# selection from loop

Good Afternoon Guys, I hope you're safe

I've a very basic problem.
I just need to extract the max from a vector range which keeps varying with a loop.
I would roughly write it in this way:

``````# Inp Input matrix with date and number in two different columns [date, numb]
#Out output vector with the list of max

for i = 1: length(Inp)
Out [ i ] = max ( Inp\$date [ i ] : Inp\$date [ i + 10] )
}

``````

I am so sorry but I'm new to R and i'm trying to get the basic concepts.

Thank You in advance,
Anet

Looks like the same question as here

1 Like

Yep, she's actually my colleague, we're working togheter, we wrote at the same time.. you can close this post if you want, thank you

Ah, great. I can't close. Did the solution in the other topic work?
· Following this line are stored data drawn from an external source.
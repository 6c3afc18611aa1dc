//! Compiled block/target schedule
//!
//! A schedule is the output of an external chart compiler: the tempo map,
//! every lane target, and the beats at which rods are deployed.

use std::collections::BTreeMap;
use std::path::Path;

use serde::{Deserialize, Serialize};

use crate::consts::*;
use crate::error::{ConfigError, Result};
use crate::input::InputType;
use crate::sim::lane::{Lane, Target};
use crate::sim::rod::{Rod, RodKind};
use crate::sim::tempo::{TempoChange, TempoMap};

/// Float slack when comparing window edges in seconds
const WINDOW_SLACK: f64 = 1e-9;

/// One expected press on one lane
#[derive(Debug, Clone, PartialEq, Serialize, Deserialize)]
pub struct TargetRecord {
    pub beat: f64,
    pub lane: usize,
    pub input: InputType,
}

fn default_x_units_per_beat() -> f64 {
    DEFAULT_X_UNITS_PER_BEAT
}

/// A rod entering a lane
#[derive(Debug, Clone, PartialEq, Serialize, Deserialize)]
pub struct RodDeployment {
    pub beat: f64,
    pub lane: usize,
    #[serde(default)]
    pub origin_block: usize,
    #[serde(default = "default_x_units_per_beat")]
    pub x_units_per_beat: f64,
    #[serde(default)]
    pub kind: RodKind,
}

/// Practice-mode required input
#[derive(Debug, Clone, PartialEq, Serialize, Deserialize)]
pub struct PracticeInput {
    pub beat: f64,
    pub input: InputType,
}

#[derive(Debug, Clone, Default, PartialEq, Serialize, Deserialize)]
#[serde(default)]
pub struct Schedule {
    pub tempo: Vec<TempoChange>,
    pub targets: Vec<TargetRecord>,
    pub rods: Vec<RodDeployment>,
    pub skill_bonus_beat: Option<f64>,
    pub practice: Vec<PracticeInput>,
    pub practice_clears: u32,
}

impl Schedule {
    /// Empty schedule at a constant tempo
    pub fn with_tempo(beats_per_minute: f64) -> Self {
        Self {
            tempo: vec![TempoChange::new(0.0, beats_per_minute)],
            ..Default::default()
        }
    }

    pub fn from_json(json: &str) -> Result<Self> {
        Ok(serde_json::from_str(json)?)
    }

    pub fn load(path: impl AsRef<Path>) -> Result<Self> {
        let path = path.as_ref();
        let json = std::fs::read_to_string(path)?;
        let schedule = Self::from_json(&json)?;
        log::info!(
            "Loaded schedule from {}: {} targets, {} rods",
            path.display(),
            schedule.targets.len(),
            schedule.rods.len()
        );
        Ok(schedule)
    }

    pub fn save(&self, path: impl AsRef<Path>) -> Result<()> {
        let json = serde_json::to_string_pretty(self)?;
        std::fs::write(path, json)?;
        Ok(())
    }

    pub fn tempo_map(&self) -> Result<TempoMap> {
        TempoMap::new(self.tempo.clone())
    }

    /// Group targets into lanes ordered by lane id. A lane takes the input
    /// type of its earliest target.
    pub fn build_lanes(&self) -> Vec<Lane> {
        let mut grouped: BTreeMap<usize, Vec<Target>> = BTreeMap::new();
        for record in &self.targets {
            grouped
                .entry(record.lane)
                .or_default()
                .push(Target::new(record.beat, record.input));
        }

        grouped
            .into_iter()
            .map(|(id, targets)| {
                let input_type = targets
                    .iter()
                    .min_by(|a, b| a.beat.total_cmp(&b.beat))
                    .map(|t| t.input_type)
                    .unwrap_or(InputType::A);
                Lane::new(id, input_type, targets)
            })
            .collect()
    }

    /// Check rod deployments against the lanes they reference.
    ///
    /// Every block a rod expects must stay judgeable for the whole late
    /// window: the rod may not reach the trailing-edge wall stop, or retire,
    /// before `max_offset_sec` has passed.
    pub fn validate(&self, lanes: &[Lane], tempo: &TempoMap, max_offset_sec: f64) -> Result<()> {
        for (index, rod) in self.rods.iter().enumerate() {
            if !rod.beat.is_finite() {
                return Err(ConfigError::InvalidRod {
                    index,
                    reason: "deploy beat is not finite",
                });
            }
            if !rod.x_units_per_beat.is_finite() || rod.x_units_per_beat <= 0.0 {
                return Err(ConfigError::InvalidRod {
                    index,
                    reason: "x units per beat must be positive",
                });
            }
            let lane = lanes
                .iter()
                .find(|l| l.id == rod.lane)
                .ok_or(ConfigError::UnknownLane { lane: rod.lane })?;
            if rod.origin_block >= lane.len() {
                return Err(ConfigError::InvalidRod {
                    index,
                    reason: "origin block is past the end of its lane",
                });
            }
            check_late_window(index, rod, lane, tempo, max_offset_sec)?;
        }
        Ok(())
    }

    /// Append a rod deployed at `deploy_beat` plus `count` targets at the
    /// beats it reaches each block. Runs on one lane must be pushed in order.
    /// Returns the run's origin block.
    pub fn push_run(
        &mut self,
        lane: usize,
        input: InputType,
        deploy_beat: f64,
        count: usize,
        x_units_per_beat: f64,
        kind: RodKind,
    ) -> usize {
        let origin_block = self.targets.iter().filter(|t| t.lane == lane).count();
        for k in 0..count {
            self.targets.push(TargetRecord {
                beat: deploy_beat + LEAD_BEATS + k as f64 / x_units_per_beat,
                lane,
                input,
            });
        }
        self.rods.push(RodDeployment {
            beat: deploy_beat,
            lane,
            origin_block,
            x_units_per_beat,
            kind,
        });
        origin_block
    }

    /// Short two-lane chart with a mid-song tempo change
    pub fn demo() -> Self {
        let mut schedule = Self::with_tempo(120.0);
        schedule.tempo.push(TempoChange::new(16.0, 150.0));

        schedule.push_run(0, InputType::A, 0.0, 4, 1.0, RodKind::Standard);
        schedule.push_run(1, InputType::DPad, 2.0, 4, 1.0, RodKind::Heavy);
        schedule.push_run(0, InputType::A, 6.0, 4, 2.0, RodKind::Standard);
        schedule.push_run(1, InputType::DPad, 8.0, 3, 1.0, RodKind::Standard);
        schedule.push_run(0, InputType::A, 12.0, 2, 1.0, RodKind::Lofty);
        schedule.push_run(1, InputType::DPad, 15.0, 4, 1.0, RodKind::Standard);

        schedule.skill_bonus_beat = Some(4.0);
        schedule.practice = vec![
            PracticeInput {
                beat: 1.0,
                input: InputType::A,
            },
            PracticeInput {
                beat: 3.0,
                input: InputType::DPad,
            },
        ];
        schedule.practice_clears = 1;
        schedule
    }
}

fn check_late_window(
    index: usize,
    deployment: &RodDeployment,
    lane: &Lane,
    tempo: &TempoMap,
    max_offset_sec: f64,
) -> Result<()> {
    let rod = Rod::deploy(
        0,
        lane,
        deployment.beat,
        deployment.origin_block,
        deployment.x_units_per_beat,
        deployment.kind,
    );
    let stop_beats = (TRAILING_EDGE - 0.5) / deployment.x_units_per_beat;
    let retire_seconds = tempo.beats_to_seconds(deployment.beat + ROD_LIFETIME_BEATS);

    for block in rod.pending_indices() {
        let perfect_beat = rod.perfect_beat(block);
        let perfect_seconds = tempo.beats_to_seconds(perfect_beat);
        let closes_at = perfect_seconds + max_offset_sec;

        if tempo.beats_to_seconds(perfect_beat + stop_beats) < closes_at - WINDOW_SLACK {
            return Err(ConfigError::InvalidRod {
                index,
                reason: "rod is too fast: it hits the wall before the late window closes",
            });
        }
        if closes_at > retire_seconds + WINDOW_SLACK {
            return Err(ConfigError::InvalidRod {
                index,
                reason: "rod retires before its last block's late window closes",
            });
        }
    }
    Ok(())
}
If so perhaps mark it as solved

Concerning @jmcvw's comment, please see the homework FAQ

``````# fake data using numerics; datetime objects will differ
Inp <- data.frame(date = seq(1:100))
# pre-allocate vector
Out <- rep(NA, 100)
# as written the loop only cycles the number (length) of columns, not rows
for (i in 1:length(Inp)) Out[i] <- max(Inp\$date[i]:Inp\$date[i + 10]) -> a
a
#> [1] 11
# corrected for that, it overshoots the range of Inp
for (i in 1:nrow(Inp)) Out[i] <- max(Inp\$date[i]:Inp\$date[i + 10]) -> b
#> Error in Inp\$date[i]:Inp\$date[i + 10]: NA/NaN argument
b
#> [1] 100
``````

Created on 2020-10-23 by the [reprex package]
(https://reprex.tidyverse.org) (v0.3.0.9001)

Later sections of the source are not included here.